To make Pickled Red Onions, start by thinly slicing a red onion and then transfer them into a bowl or mason jar. In a pot, bring equal parts water and white wine vinegar to a bowl along with sugar and salt. Cook that mixture until the sugar and salt are dissolved, about 2 minutes. Pour that hot vinegar mixture over top of the sliced onions and cover with an inverted plate or lid. Let sit for at least 10 minutes before serving.

Pickled red onions are best when made and then refrigerated overnight so the pickling mixture really has a chance to be absorbed. They keep in the fridge in an airtight container for about two weeks.

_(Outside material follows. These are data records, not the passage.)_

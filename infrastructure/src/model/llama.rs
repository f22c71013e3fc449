//! Llama-family decoder returning hidden states at every layer boundary
//!
//! Covers the Llama, Mistral, and Qwen2 checkpoints: pre-norm decoder
//! layers with RMSNorm, rotary position embeddings, grouped-query attention,
//! and a SwiGLU MLP. Only the forward pass needed for gate computation is
//! implemented; there is no KV cache and no LM head.

use super::hf_config::HfModelConfig;
use candle_core::{DType, Device, Module, Tensor};
use candle_nn::{Embedding, Linear, RmsNorm, VarBuilder, embedding, linear_b, linear_no_bias};
use moegate_application::{CausalModel, ModelError};
use moegate_domain::TokenizedBatch;
use std::path::PathBuf;
use tracing::{debug, info};

struct RotaryEmbedding {
    cos: Tensor,
    sin: Tensor,
}

impl RotaryEmbedding {
    fn new(config: &HfModelConfig, head_dim: usize, device: &Device, dtype: DType) -> candle_core::Result<Self> {
        let inv_freq: Vec<f32> = (0..head_dim)
            .step_by(2)
            .map(|i| 1.0 / config.rope_theta.powf(i as f64 / head_dim as f64) as f32)
            .collect();
        let inv_freq = Tensor::new(inv_freq, device)?;
        let positions: Vec<f32> = (0..config.max_position_embeddings).map(|p| p as f32).collect();
        let positions = Tensor::new(positions, device)?;

        // (max_position_embeddings, head_dim / 2)
        let freqs = positions.unsqueeze(1)?.matmul(&inv_freq.unsqueeze(0)?)?;
        Ok(Self {
            cos: freqs.cos()?.to_dtype(dtype)?,
            sin: freqs.sin()?.to_dtype(dtype)?,
        })
    }

    /// `x` is `(batch, heads, seq_len, head_dim)`
    fn apply(&self, x: &Tensor) -> candle_core::Result<Tensor> {
        let seq_len = x.dim(2)?;
        let cos = self.cos.narrow(0, 0, seq_len)?;
        let sin = self.sin.narrow(0, 0, seq_len)?;
        candle_nn::rotary_emb::rope(&x.contiguous()?, &cos, &sin)
    }
}

struct Attention {
    q_proj: Linear,
    k_proj: Linear,
    v_proj: Linear,
    o_proj: Linear,
    num_heads: usize,
    num_kv_heads: usize,
    head_dim: usize,
}

impl Attention {
    fn load(vb: VarBuilder, config: &HfModelConfig) -> Result<Self, ModelError> {
        let num_heads = config.num_attention_heads()?;
        let num_kv_heads = config.num_key_value_heads()?;
        let head_dim = config.hidden_size / num_heads;
        let bias = config.has_qkv_bias();
        Ok(Self {
            q_proj: linear_b(config.hidden_size, num_heads * head_dim, bias, vb.pp("q_proj"))?,
            k_proj: linear_b(config.hidden_size, num_kv_heads * head_dim, bias, vb.pp("k_proj"))?,
            v_proj: linear_b(config.hidden_size, num_kv_heads * head_dim, bias, vb.pp("v_proj"))?,
            o_proj: linear_no_bias(num_heads * head_dim, config.hidden_size, vb.pp("o_proj"))?,
            num_heads,
            num_kv_heads,
            head_dim,
        })
    }

    fn forward(&self, x: &Tensor, rotary: &RotaryEmbedding, mask: &Tensor) -> candle_core::Result<Tensor> {
        let (b, seq_len, _) = x.dims3()?;

        let q = self
            .q_proj
            .forward(x)?
            .reshape((b, seq_len, self.num_heads, self.head_dim))?
            .transpose(1, 2)?;
        let k = self
            .k_proj
            .forward(x)?
            .reshape((b, seq_len, self.num_kv_heads, self.head_dim))?
            .transpose(1, 2)?;
        let v = self
            .v_proj
            .forward(x)?
            .reshape((b, seq_len, self.num_kv_heads, self.head_dim))?
            .transpose(1, 2)?;

        let q = rotary.apply(&q)?;
        let k = rotary.apply(&k)?;

        let n_rep = self.num_heads / self.num_kv_heads;
        let k = repeat_kv(k, n_rep)?;
        let v = repeat_kv(v, n_rep)?.contiguous()?;

        let scale = 1.0 / (self.head_dim as f64).sqrt();
        let scores = (q.matmul(&k.t()?)? * scale)?.broadcast_add(mask)?;
        let weights = candle_nn::ops::softmax_last_dim(&scores)?;

        let out = weights
            .matmul(&v)?
            .transpose(1, 2)?
            .reshape((b, seq_len, self.num_heads * self.head_dim))?;
        self.o_proj.forward(&out)
    }
}

fn repeat_kv(x: Tensor, n_rep: usize) -> candle_core::Result<Tensor> {
    if n_rep == 1 {
        return Ok(x);
    }
    let (b, num_kv_heads, seq_len, head_dim) = x.dims4()?;
    x.unsqueeze(2)?
        .expand((b, num_kv_heads, n_rep, seq_len, head_dim))?
        .reshape((b, num_kv_heads * n_rep, seq_len, head_dim))
}

struct Mlp {
    gate_proj: Linear,
    up_proj: Linear,
    down_proj: Linear,
}

impl Mlp {
    fn load(vb: VarBuilder, config: &HfModelConfig) -> Result<Self, ModelError> {
        let intermediate = config.intermediate_size()?;
        Ok(Self {
            gate_proj: linear_no_bias(config.hidden_size, intermediate, vb.pp("gate_proj"))?,
            up_proj: linear_no_bias(config.hidden_size, intermediate, vb.pp("up_proj"))?,
            down_proj: linear_no_bias(intermediate, config.hidden_size, vb.pp("down_proj"))?,
        })
    }

    fn forward(&self, x: &Tensor) -> candle_core::Result<Tensor> {
        let gate = candle_nn::ops::silu(&self.gate_proj.forward(x)?)?;
        let up = self.up_proj.forward(x)?;
        self.down_proj.forward(&(gate * up)?)
    }
}

struct DecoderLayer {
    self_attn: Attention,
    mlp: Mlp,
    input_layernorm: RmsNorm,
    post_attention_layernorm: RmsNorm,
}

impl DecoderLayer {
    fn load(vb: VarBuilder, config: &HfModelConfig) -> Result<Self, ModelError> {
        Ok(Self {
            self_attn: Attention::load(vb.pp("self_attn"), config)?,
            mlp: Mlp::load(vb.pp("mlp"), config)?,
            input_layernorm: candle_nn::rms_norm(
                config.hidden_size,
                config.rms_norm_eps,
                vb.pp("input_layernorm"),
            )?,
            post_attention_layernorm: candle_nn::rms_norm(
                config.hidden_size,
                config.rms_norm_eps,
                vb.pp("post_attention_layernorm"),
            )?,
        })
    }

    fn forward(&self, x: &Tensor, rotary: &RotaryEmbedding, mask: &Tensor) -> candle_core::Result<Tensor> {
        let residual = x;
        let h = self
            .self_attn
            .forward(&self.input_layernorm.forward(x)?, rotary, mask)?;
        let x = (residual + h)?;
        let h = self.mlp.forward(&self.post_attention_layernorm.forward(&x)?)?;
        x + h
    }
}

/// `(seq_len, seq_len)` additive mask, `-inf` above the diagonal.
///
/// Batches are right-padded, so real tokens never attend to padding.
fn causal_mask(seq_len: usize, device: &Device, dtype: DType) -> candle_core::Result<Tensor> {
    let mask: Vec<f32> = (0..seq_len)
        .flat_map(|i| (0..seq_len).map(move |j| if j > i { f32::NEG_INFINITY } else { 0.0 }))
        .collect();
    Tensor::from_vec(mask, (seq_len, seq_len), device)?.to_dtype(dtype)
}

/// Decoder stack loaded from a Llama-family checkpoint
pub struct LlamaHiddenStates {
    embed_tokens: Embedding,
    layers: Vec<DecoderLayer>,
    norm: RmsNorm,
    rotary: RotaryEmbedding,
    device: Device,
    dtype: DType,
}

impl LlamaHiddenStates {
    /// Memory-map `shards` and build the decoder on `device`
    pub fn load(
        config: &HfModelConfig,
        shards: &[PathBuf],
        device: &Device,
        dtype: DType,
    ) -> Result<Self, ModelError> {
        info!(
            "Loading {} decoder: {} layers, hidden {}, {:?} on {:?}",
            config.architecture(),
            config.num_hidden_layers,
            config.hidden_size,
            dtype,
            device
        );
        // SAFETY: shards are mapped read-only and not modified while loaded.
        let vb = unsafe { VarBuilder::from_mmaped_safetensors(shards, dtype, device)? };
        Self::from_var_builder(config, vb, device, dtype)
    }

    pub fn from_var_builder(
        config: &HfModelConfig,
        vb: VarBuilder,
        device: &Device,
        dtype: DType,
    ) -> Result<Self, ModelError> {
        if config.num_hidden_layers == 0 {
            return Err(ModelError::InvalidConfig(
                "num_hidden_layers must be at least 1".to_string(),
            ));
        }
        let vb_model = vb.pp("model");
        let embed_tokens = embedding(
            config.vocab_size,
            config.hidden_size,
            vb_model.pp("embed_tokens"),
        )?;

        let mut layers = Vec::with_capacity(config.num_hidden_layers);
        for i in 0..config.num_hidden_layers {
            debug!("Loading layer {}/{}", i + 1, config.num_hidden_layers);
            layers.push(DecoderLayer::load(vb_model.pp(format!("layers.{i}")), config)?);
        }

        let norm = candle_nn::rms_norm(config.hidden_size, config.rms_norm_eps, vb_model.pp("norm"))?;
        let head_dim = config.hidden_size / config.num_attention_heads()?;
        let rotary = RotaryEmbedding::new(config, head_dim, device, dtype)?;

        Ok(Self {
            embed_tokens,
            layers,
            norm,
            rotary,
            device: device.clone(),
            dtype,
        })
    }

    pub fn num_layers(&self) -> usize {
        self.layers.len()
    }
}

impl CausalModel for LlamaHiddenStates {
    /// Embedding output, then each decoder layer's output; the final entry
    /// has the closing RMSNorm applied. All states are returned as F32.
    fn hidden_states(&self, batch: &TokenizedBatch) -> Result<Vec<Tensor>, ModelError> {
        if batch.is_empty() || batch.seq_len() == 0 {
            return Err(ModelError::Forward("empty prompt batch".to_string()));
        }
        let input_ids = Tensor::from_vec(
            batch.flat_input_ids(),
            (batch.batch_size(), batch.seq_len()),
            &self.device,
        )?;
        let mask = causal_mask(batch.seq_len(), &self.device, self.dtype)?;

        let mut hidden = self.embed_tokens.forward(&input_ids)?;
        let mut states = Vec::with_capacity(self.layers.len() + 1);
        states.push(hidden.to_dtype(DType::F32)?);

        let Some((final_layer, inner)) = self.layers.split_last() else {
            return Err(ModelError::InvalidConfig("model has no decoder layers".to_string()));
        };
        for layer in inner {
            hidden = layer.forward(&hidden, &self.rotary, &mask)?;
            states.push(hidden.to_dtype(DType::F32)?);
        }
        // final norm applies to the last layer's output only
        hidden = final_layer.forward(&hidden, &self.rotary, &mask)?;
        states.push(self.norm.forward(&hidden)?.to_dtype(DType::F32)?);
        Ok(states)
    }
}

Easy Healthy Teriyaki Salmon Bowls

Teriyaki Salmon Bowls

Author: Elizabeth
Servings: 4

Ingredients
1/4 cup soy sauce or tamari
1 tablespoon rice wine vinegar
1 tablespoon chili garlic sauce (or sambal)
1 tablespoon honey
1 tablespoon sesame oil
1 tablespoon brown sugar
1 garlic clove, minced
4 salmon filets
cucumber, sliced
1 red bell pepper, sliced
1 carrot, peeled into ribbons or thinly sliced
cooked rice, for serving
Pickled Red Onions
1 red onion
1/4 cup white wine vinegar
1/4 cup water
1 tablespoon salt
1 tablespoon sugar

Instructions:
1. Start by making the pickled red onions. Thinly slice the red onion and place it in a jar or bowl.
2. In a small pot, add the vinegar, water, salt, and sugar. Bring to a boil and let cook until the sugar is dissolved. Pour over the sliced onions, cover, and set aside.
3. Make the marinade for the fish. Whisk together the soy sauce, rice wine vinegar, chili garlic sauce, honey, sesame oil, brown sugar and garlic. Pour half the marinade into a small pot and set aside.
4. Add salmon filets into a bowl and pour the second half of the marinade over top. Let marinate for at least 10 minutes or up to overnight.
5. Preheat oven to 400ºF and line a baking sheet with parchment paper. Place marinated salmon on the baking sheet and bake for 10-12 minutes.
6. While the salmon is cooking, bring the remaining sauce to a boil and cook for 4-5 minutes, until it's reduced and is thick enough to coat the back of a spoon.
7. To serve, start with a bed of rice, place a filet of salmon on top. Scatter fresh cucumber, peppers, carrots, and pickled red onions on top. Drizzle with the cooked sauce, serve and enjoy!